Flannery O'Connor's Andalusia Farm grave in Milledgeville, Ga., receives tokens ranging from coins to plastic gorillas (a reference to her story "Wise Blood"). And Sylvia Plath's grave at one time (before the lettering was changed to bronze) saw fans returning again and again to scratch out the name of her philandering poet husband Ted Hughes.

[...]

The greatest and most famous mystery grave of all could be that of Edgar Allan Poe, who was found going out of his mind on Baltimore's streets in 1849 and died of either delirium tremens, heart disease, epilepsy, syphilis, cholera or rabies (all have been posited as theories). For more than 20 years, Poe lay in an unmarked grave, until he was moved to Charm City's Westminster Cemetery, on the southeast corner of Fayette and Greene Streets, in 1875.

"What's true is that he was buried in Baltimore very soon after he died, and that there was no marker originally; no proper stone," said Mark Redfield, who made a film called The Death of Poe in 2006 and produces events with the Poe House and Museum. "As Poe's fame grew after his death ... after the Civil War, a group of fans led the charge to build a proper monument to him."

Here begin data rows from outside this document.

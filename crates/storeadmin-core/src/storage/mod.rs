//! Key/value storage backends.
//!
//! `KeyValueStore` mirrors the browser Storage interface that the cache and
//! the auth guard were written against:
//! - `MemoryStore`: in-process map, used for session-scoped storage and tests
//! - `FileStore`: JSON file on disk, used for durable storage
//!
//! Stores take `&self` everywhere and lock internally, so a single handle
//! (usually an `Arc`) can be shared by every consumer.

pub mod error;
pub mod file;
pub mod memory;

use std::sync::Arc;

pub use error::StorageError;
pub use file::FileStore;
pub use memory::MemoryStore;

pub trait KeyValueStore {
    fn get_item(&self, key: &str) -> Option<String>;

    fn set_item(&self, key: &str, value: &str) -> Result<(), StorageError>;

    /// Removing a missing key is not an error.
    fn remove_item(&self, key: &str) -> Result<(), StorageError>;

    /// Key at `index` in storage order. Indices shift after a removal.
    fn key(&self, index: usize) -> Option<String>;

    fn len(&self) -> usize;

    fn is_empty(&self) -> bool {
        self.len() == 0
    }

    /// Snapshot of all keys in storage order.
    fn keys(&self) -> Vec<String> {
        (0..self.len()).filter_map(|i| self.key(i)).collect()
    }

    fn clear(&self) -> Result<(), StorageError>;
}

impl<S: KeyValueStore + ?Sized> KeyValueStore for Arc<S> {
    fn get_item(&self, key: &str) -> Option<String> {
        (**self).get_item(key)
    }

    fn set_item(&self, key: &str, value: &str) -> Result<(), StorageError> {
        (**self).set_item(key, value)
    }

    fn remove_item(&self, key: &str) -> Result<(), StorageError> {
        (**self).remove_item(key)
    }

    fn key(&self, index: usize) -> Option<String> {
        (**self).key(index)
    }

    fn len(&self) -> usize {
        (**self).len()
    }

    fn keys(&self) -> Vec<String> {
        (**self).keys()
    }

    fn clear(&self) -> Result<(), StorageError> {
        (**self).clear()
    }
}
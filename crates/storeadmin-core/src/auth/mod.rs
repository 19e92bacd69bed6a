//! Session-gated authentication for the admin area.
//!
//! This module provides:
//! - `AuthState`: the single shared authenticated flag plus bearer credential
//! - `AuthGuard`: login against the backend, rehydration from session
//!   storage, and logout
//!
//! There are no user accounts; one shared password unlocks the admin area
//! for the lifetime of the session store.

pub mod guard;
pub mod session;

pub use guard::{AuthGuard, LoginError, LoginOutcome, LoginResult};
pub use session::{AuthState, SESSION_TOKEN_KEY};
use thiserror::Error;

#[derive(Error, Debug)]
pub enum ApiError {
    #[error("Unauthorized - credential missing or rejected")]
    Unauthorized,

    #[error("Access denied: {0}")]
    AccessDenied(String),

    #[error("Resource not found: {0}")]
    NotFound(String),

    #[error("Rate limited - please wait before retrying")]
    RateLimited,

    #[error("Server error ({status}): {body}")]
    ServerError { status: u16, body: String },

    #[error("Unexpected status {status}: {body}")]
    UnexpectedStatus { status: u16, body: String },

    #[error("Network error: {0}")]
    NetworkError(#[from] reqwest::Error),
}

/// Maximum length for error response bodies in error messages
const MAX_ERROR_BODY_LENGTH: usize = 500;

impl ApiError {
    /// Truncate a response body to avoid logging excessive data
    fn truncate_body(body: &str) -> String {
        if body.len() <= MAX_ERROR_BODY_LENGTH {
            return body.to_string();
        }
        let mut end = MAX_ERROR_BODY_LENGTH;
        while !body.is_char_boundary(end) {
            end -= 1;
        }
        format!("{}... (truncated, {} total bytes)", &body[..end], body.len())
    }

    pub fn from_status(status: reqwest::StatusCode, body: &str) -> Self {
        let body = Self::truncate_body(body);
        match status.as_u16() {
            401 => ApiError::Unauthorized,
            403 => ApiError::AccessDenied(body),
            404 => ApiError::NotFound(body),
            429 => ApiError::RateLimited,
            status @ 500..=599 => ApiError::ServerError { status, body },
            status => ApiError::UnexpectedStatus { status, body },
        }
    }

    /// HTTP status the server answered with, if the request got that far.
    pub fn status(&self) -> Option<u16> {
        match self {
            ApiError::Unauthorized => Some(401),
            ApiError::AccessDenied(_) => Some(403),
            ApiError::NotFound(_) => Some(404),
            ApiError::RateLimited => Some(429),
            ApiError::ServerError { status, .. } | ApiError::UnexpectedStatus { status, .. } => {
                Some(*status)
            }
            ApiError::NetworkError(_) => None,
        }
    }
}

#[cfg(test)]
mod tests {
    use super::*;
    use reqwest::StatusCode;

    #[test]
    fn test_from_status_keeps_code() {
        for code in [400u16, 401, 403, 404, 418, 429, 500, 503] {
            let status = StatusCode::from_u16(code).unwrap();
            assert_eq!(ApiError::from_status(status, "").status(), Some(code));
        }
    }

    #[test]
    fn test_truncate_long_body() {
        let body = "é".repeat(400);
        let truncated = ApiError::truncate_body(&body);
        assert!(truncated.contains("truncated, 800 total bytes"));
    }
}
//! storeadmin-core - client-side state for the storefront admin.
//!
//! - `cache`: five-minute TTL cache over durable key/value storage
//! - `auth`: shared-password session guard for the `/admin` area
//! - `api`: HTTP client for the backend
//! - `storage`: key/value backends (in-memory and JSON file)
//! - `routes`: page routes and the navigation seam
//! - `config`: configuration file and environment overrides

pub mod api;
pub mod auth;
pub mod cache;
pub mod clock;
pub mod config;
pub mod routes;
pub mod storage;

pub use api::{ApiClient, ApiError};
pub use auth::{AuthGuard, AuthState, LoginError, LoginOutcome, LoginResult};
pub use cache::{CachedData, TtlCache, CACHE_TTL_MS};
pub use config::Config;
pub use routes::{Navigator, Route, ADMIN_ROOT};
pub use storage::{FileStore, KeyValueStore, MemoryStore, StorageError};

A few years later, they also moved Virginia Clemm, Poe's wife, and Poe's aunt, Maria Clemm (yes, Poe married his cousin), to join him. "Of course, they had to disturb him again to reunite him with his family," said Redfield. "I'm sure he welcomed it."

The original plot where Poe was buried now has a marker of its own: That of a raven. And it is partially for the similarities between Poe's disquieting sense of the macabre and his own tragic demise and burial that draws thousands of visitors to the gravesite every year.

According to Redfield, visitors he comes in contact with are most fascinated with 'The Poe Toaster,' a mysterious figure who leaves three red roses and a half bottle of cognac at his grave every anniversary—a tradition begun in the 1940s when the Poe Society of Baltimore formed.